Le combat désespéré des marcheurs et les fetwas des juristes

Il est tout à fait plausible d’imaginer que certains membres du panel aient pu ressentir quelques regrets, si ce n’est de réelles bouffées de mauvaise conscience à la suite du mécontentement exprimé par la plupart des cercles proches des marcheurs anonymes.

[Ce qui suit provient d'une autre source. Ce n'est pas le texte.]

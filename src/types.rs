// src/types.rs
use serde::Serialize;
use std::collections::{BTreeMap, BTreeSet};
use std::fmt;

/// How a reference from one skill to another is read.
#[derive(Debug, Clone, Copy, PartialEq, Eq, PartialOrd, Ord, Hash, Serialize)]
#[serde(rename_all = "lowercase")]
pub enum Classification {
    /// Sequencing or informational note ("requires X", "see also X").
    Prerequisite,
    /// Anything else: the skill actively calls into the target.
    Invocation,
}

impl Classification {
    #[must_use]
    pub fn label(self) -> &'static str {
        match self {
            Self::Prerequisite => "prerequisite",
            Self::Invocation => "invocation",
        }
    }
}

impl fmt::Display for Classification {
    fn fmt(&self, f: &mut fmt::Formatter<'_>) -> fmt::Result {
        f.write_str(self.label())
    }
}

/// A classified mention of `target` inside `source`'s content.
#[derive(Debug, Clone, PartialEq, Eq, PartialOrd, Ord, Serialize)]
pub struct Reference {
    pub source: String,
    pub target: String,
    pub classification: Classification,
    /// Label of the trigger that made this a prerequisite.
    #[serde(skip_serializing_if = "Option::is_none")]
    pub evidence: Option<String>,
}

/// Extraction result for one skill.
///
/// `invocations` is always `all - prerequisites`; the constructor enforces it.
#[derive(Debug, Clone, Default, PartialEq, Eq, Serialize)]
pub struct UnitReferences {
    pub unit: String,
    pub all: BTreeSet<String>,
    pub prerequisites: BTreeSet<String>,
    pub invocations: BTreeSet<String>,
    /// Trigger label per prerequisite target.
    pub evidence: BTreeMap<String, String>,
    /// Set when the search failed and the sets were left empty.
    #[serde(skip_serializing_if = "Option::is_none")]
    pub warning: Option<String>,
}

impl UnitReferences {
    /// Builds the three sets from the referenced names and prerequisite evidence.
    #[must_use]
    pub fn new(unit: impl Into<String>, all: BTreeSet<String>, evidence: BTreeMap<String, String>) -> Self {
        let evidence: BTreeMap<String, String> =
            evidence.into_iter().filter(|(name, _)| all.contains(name)).collect();
        let prerequisites: BTreeSet<String> = evidence.keys().cloned().collect();
        let invocations = all.difference(&prerequisites).cloned().collect();
        Self {
            unit: unit.into(),
            all,
            prerequisites,
            invocations,
            evidence,
            warning: None,
        }
    }

    /// Empty result for a skill whose search failed.
    #[must_use]
    pub fn degraded(unit: impl Into<String>, warning: impl Into<String>) -> Self {
        Self {
            unit: unit.into(),
            warning: Some(warning.into()),
            ..Self::default()
        }
    }

    /// Every reference as a classified record, ordered by target.
    #[must_use]
    pub fn references(&self) -> Vec<Reference> {
        self.all
            .iter()
            .map(|target| {
                let evidence = self.evidence.get(target).cloned();
                let classification = if evidence.is_some() {
                    Classification::Prerequisite
                } else {
                    Classification::Invocation
                };
                Reference {
                    source: self.unit.clone(),
                    target: target.clone(),
                    classification,
                    evidence,
                }
            })
            .collect()
    }
}
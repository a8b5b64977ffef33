pub mod area;
pub mod restaurant;

use axum::{response::Json, routing::get, Router};
use tower_http::{catch_panic::CatchPanicLayer, cors::CorsLayer, trace::TraceLayer};
use tracing::instrument;
use utoipa::OpenApi;
use utoipa_swagger_ui::SwaggerUi;

use crate::db::{Pool, PooledConnection};
use crate::error::{handle_panic, ApiError};
use crate::models::RootResponse;

#[derive(Clone)]
pub struct AppState {
    pub pool: Pool,
}

impl AppState {
    pub fn new(pool: Pool) -> Self {
        Self { pool }
    }

    /// Checks out one connection for the current request.
    async fn connection(&self) -> Result<PooledConnection, ApiError> {
        Ok(self.pool.get().await?)
    }
}

/// Builds the full application. Errors raised by any route go through
/// `ApiError`'s response mapping; panics are caught and answered the same way.
pub fn router(state: AppState) -> Router {
    Router::new()
        .route("/api", get(root))
        .merge(area::router())
        .merge(restaurant::router())
        .merge(SwaggerUi::new("/docs").url("/openapi.json", ApiDoc::openapi()))
        .with_state(state)
        .layer(CatchPanicLayer::custom(handle_panic))
        .layer(TraceLayer::new_for_http())
        .layer(CorsLayer::permissive())
}

#[utoipa::path(
    get,
    path = "/api",
    responses(
        (status = 200, description = "Service is up", body = RootResponse),
    ),
    tag = "health"
)]
#[instrument]
pub async fn root() -> Json<RootResponse> {
    Json(RootResponse {
        message: "all ok".to_string(),
    })
}

#[derive(OpenApi)]
#[openapi(
    paths(
        root,
        area::get_area_restaurants,
        restaurant::list_restaurants,
        restaurant::create_restaurant,
        restaurant::delete_restaurant,
        restaurant::update_restaurant_area,
    ),
    components(
        schemas(
            crate::models::RootResponse,
            crate::models::Restaurant,
            crate::models::RatedRestaurant,
            crate::models::AreaSummary,
            crate::models::NewRestaurant,
            crate::models::UpdateRestaurantArea,
            crate::models::ListRestaurantsResponse,
            crate::models::RestaurantResponse,
            crate::models::AreaResponse,
            crate::models::ApiErrorResponse
        )
    ),
    tags(
        (name = "health", description = "Liveness endpoint"),
        (name = "areas", description = "Areas and the restaurants in them"),
        (name = "restaurants", description = "Restaurant management endpoints")
    ),
    info(
        title = "Restaurants API",
        description = "CRUD over areas, restaurants and their ratings",
        version = "1.0.0"
    )
)]
pub struct ApiDoc;
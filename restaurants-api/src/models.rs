use diesel::prelude::*;
use diesel::sql_types::{Array, BigInt, Double, Text};
use serde::{Deserialize, Serialize};
use serde_json::Value;
use utoipa::ToSchema;

use crate::mapper::{LabeledRow, Record};
use crate::schema::{areas, ratings, restaurants};

#[derive(QueryableByName, Debug, Clone, PartialEq, ToSchema)]
#[diesel(table_name = restaurants)]
pub struct Restaurant {
    pub restaurant_id: i32,
    pub restaurant_name: String,
    pub area_id: i32,
    pub cuisine: String,
    pub website: String,
}

impl LabeledRow for Restaurant {
    const COLUMNS: &'static [&'static str] = &[
        "restaurant_id",
        "restaurant_name",
        "area_id",
        "cuisine",
        "website",
    ];

    fn into_values(self) -> Vec<Value> {
        vec![
            self.restaurant_id.into(),
            self.restaurant_name.into(),
            self.area_id.into(),
            self.cuisine.into(),
            self.website.into(),
        ]
    }
}

/// A restaurant row joined with the rounded mean of its ratings.
#[derive(QueryableByName, Debug, Clone, PartialEq, ToSchema)]
#[diesel(table_name = restaurants)]
pub struct RatedRestaurant {
    pub restaurant_id: i32,
    pub restaurant_name: String,
    pub area_id: i32,
    pub cuisine: String,
    pub website: String,
    #[diesel(sql_type = Double)]
    pub average_rating: f64,
}

impl LabeledRow for RatedRestaurant {
    const COLUMNS: &'static [&'static str] = &[
        "restaurant_id",
        "restaurant_name",
        "area_id",
        "cuisine",
        "website",
        "average_rating",
    ];

    fn into_values(self) -> Vec<Value> {
        vec![
            self.restaurant_id.into(),
            self.restaurant_name.into(),
            self.area_id.into(),
            self.cuisine.into(),
            self.website.into(),
            self.average_rating.into(),
        ]
    }
}

/// An area with the restaurants currently assigned to it.
#[derive(QueryableByName, Debug, Clone, PartialEq, ToSchema)]
#[diesel(table_name = areas)]
pub struct AreaSummary {
    pub area_id: i32,
    pub area_name: String,
    #[diesel(sql_type = BigInt)]
    pub total_restaurants: i64,
    #[diesel(sql_type = Array<Text>)]
    pub restaurants: Vec<String>,
}

impl LabeledRow for AreaSummary {
    const COLUMNS: &'static [&'static str] =
        &["area_id", "area_name", "total_restaurants", "restaurants"];

    fn into_values(self) -> Vec<Value> {
        vec![
            self.area_id.into(),
            self.area_name.into(),
            self.total_restaurants.into(),
            self.restaurants.into(),
        ]
    }
}

#[derive(Insertable, Deserialize, Debug, Clone, PartialEq)]
#[diesel(table_name = areas)]
pub struct NewArea {
    pub area_name: String,
}

#[derive(Insertable, Serialize, Deserialize, Debug, Clone, PartialEq, ToSchema)]
#[diesel(table_name = restaurants)]
pub struct NewRestaurant {
    /// Name of the restaurant
    pub restaurant_name: String,
    /// Area the restaurant belongs to
    pub area_id: i32,
    /// Cuisine label, e.g. "Italian"
    pub cuisine: String,
    /// Website URL
    pub website: String,
}

#[derive(Insertable, Deserialize, Debug, Clone, PartialEq)]
#[diesel(table_name = ratings)]
pub struct NewRating {
    pub restaurant_id: i32,
    pub rating: i32,
}

#[derive(Serialize, Deserialize, Debug, Default, PartialEq, ToSchema)]
pub struct UpdateRestaurantArea {
    /// Area to move the restaurant to. Zero is treated as absent.
    pub area_id: Option<i32>,
}

#[derive(Serialize, Debug, ToSchema)]
pub struct RootResponse {
    pub message: String,
}

#[derive(Serialize, Debug, ToSchema)]
pub struct ListRestaurantsResponse {
    #[schema(value_type = Vec<RatedRestaurant>)]
    pub restaurants: Vec<Record>,
}

#[derive(Serialize, Debug, ToSchema)]
pub struct RestaurantResponse {
    #[schema(value_type = Restaurant)]
    pub restaurant: Record,
}

#[derive(Serialize, Debug, ToSchema)]
pub struct AreaResponse {
    #[schema(value_type = AreaSummary)]
    pub area: Record,
}

#[derive(Serialize, Debug, ToSchema)]
pub struct ApiErrorResponse {
    /// Human readable error message
    pub detail: String,
}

Sans doute que les conclusions de la médiation y étaient pour beaucoup dans ce dépit. Un ressentiment justifié par plusieurs aspects, et notamment ceux qui concernaient la flagrante connivence avec les projets des sphères d’influence. Une proximité qui s’illustra surtout à travers des conclusions de son rapport ostensiblement favorable à l’option de l’armée laquelle se résumait, pourtant, dans une vague phraséologie bien plus marquée par l’injonction que par l’argumentaire. En dépit donc du manque évident de raisons pour expliciter cette «nécessité» d’une présidentielle et justifier sa primauté, le panel fit cependant le choix coupable de ne pas exiger de plus amples développements sur la question tout en se gardant prudemment de se pencher à son tour sur les revendications thématiques résumées dans les mots d’ordre des manifestations. Réduisant sciemment la voilure de ses missions, l’instance allait se contenter de passer en revue et à l’oral de «célèbres» inconnus dont la représentativité n’était pas souvent évidente. Ceci, d’ailleurs, ne devait s’expliquer que par le caractère timoré de sa composante vis-à-vis de la censure à laquelle elle souhaitait échapper. C’est ainsi qu’en quelques semaines, l’instrument de la médiation parvint à se convertir en caisse de résonance de l’appareil d’Etat, et c’est pour cette raison que le jury des sages corrigea sa feuille de route en se contentant de quelques opérations de communication aux lieu et place des débats attendus. A l’arrivée des courses, l’opinion apprit que pas moins de 26 partis politiques furent ses hôtes, mais sans préciser de quel rayonnement bénéficie chacun d’eux. 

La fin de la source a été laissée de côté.